Seminar: Alice Orme
- Date: Jul 7, 2022
- Time: 02:00 PM - 03:00 PM (Local Time Germany)
- Speaker: Alice Orme
- Abteilung Biogeochemische Prozesse
- Location: Max-Planck-Institut für Biogeochemie
- Room: Hörsaal (C0.001)
Drought is an ever-increasing threat; its negative effects on ecosystems and their functioning directly impact our food security. It is therefore critical to understand how ecosystems respond to drought. Many ecosystem functions depend on plant-soil interactions and are mediated by dissolved organic molecules, which are then recorded in the dissolved organic matter (DOM) that leaches from plants and soils. In particular, DOM properties during and after rewetting can reveal if and how ecosystems are affected by drought. We therefore investigated the concentration of DOM in four different plant communities on sandy soils in Germany over three years that differed in drought intensity, including the extreme 2018 drought. We also analysed the molecular composition of DOM using ultrahigh-resolution mass spectrometry to identify the matter sources during the rewetting period.

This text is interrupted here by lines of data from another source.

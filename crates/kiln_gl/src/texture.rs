use std::fs;
use std::path::Path;

use glow::HasContext;

/// Decoded RGBA8 pixels, bottom row first (GL texture origin).
#[derive(Debug, Clone)]
pub struct TextureImage {
    pub width: u32,
    pub height: u32,
    pub pixels: Vec<u8>,
}

impl TextureImage {
    pub fn decode(bytes: &[u8]) -> Result<Self, String> {
        let image = image::load_from_memory(bytes)
            .map_err(|e| format!("Failed to decode image: {e}"))?
            .flipv()
            .to_rgba8();
        Ok(Self {
            width: image.width(),
            height: image.height(),
            pixels: image.into_raw(),
        })
    }

    pub fn read(path: &Path) -> Result<Self, String> {
        let bytes =
            fs::read(path).map_err(|e| format!("Failed to read {}: {e}", path.display()))?;
        Self::decode(&bytes).map_err(|e| format!("{}: {e}", path.display()))
    }

    /// Uploads into a new linearly filtered 2D texture, left bound.
    pub fn upload(&self, gl: &glow::Context) -> Result<glow::Texture, String> {
        unsafe {
            let texture = gl
                .create_texture()
                .map_err(|e| format!("Failed to create texture: {e}"))?;
            gl.bind_texture(glow::TEXTURE_2D, Some(texture));
            gl.tex_parameter_i32(
                glow::TEXTURE_2D,
                glow::TEXTURE_MIN_FILTER,
                glow::LINEAR as i32,
            );
            gl.tex_parameter_i32(
                glow::TEXTURE_2D,
                glow::TEXTURE_MAG_FILTER,
                glow::LINEAR as i32,
            );
            gl.tex_image_2d(
                glow::TEXTURE_2D,
                0,
                glow::RGBA as i32,
                self.width as i32,
                self.height as i32,
                0,
                glow::RGBA,
                glow::UNSIGNED_BYTE,
                glow::PixelUnpackData::Slice(Some(&self.pixels)),
            );
            Ok(texture)
        }
    }
}

/// Reads, flips and uploads an image file as a 2D texture.
pub fn load_texture(gl: &glow::Context, path: &Path) -> Result<glow::Texture, String> {
    let image = TextureImage::read(path)?;
    let texture = image.upload(gl)?;
    log::info!(
        "Loaded texture {} ({}x{})",
        path.display(),
        image.width,
        image.height
    );
    Ok(texture)
}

Linear mixed effect models revealed that different years had significantly different DOM concentrations. DOM concentration in soil leachate was greatest during a normal year, but was significantly reduced during a drought year. This suggests that DOM release is stimulated during a normal year, however, drought reduces DOM release. In addition, the characteristic increase in DOM concentration that is usually observed following a rewetting event was suppressed during the drought year. Molecular composition analysis of the DOM present during the rewetting period revealed an initial release of plant-derived matter, and the degradation of this matter over time. Our findings indicate that the initial release of plant-derived matter into soil leachate might be crucial for the ability of ecosystems to quickly recover from drought. Drought may interrupt plant functioning to the point of preventing the accumulation and subsequent release of plant-derived matter during drought, and therefore hamper ecosystem recovery.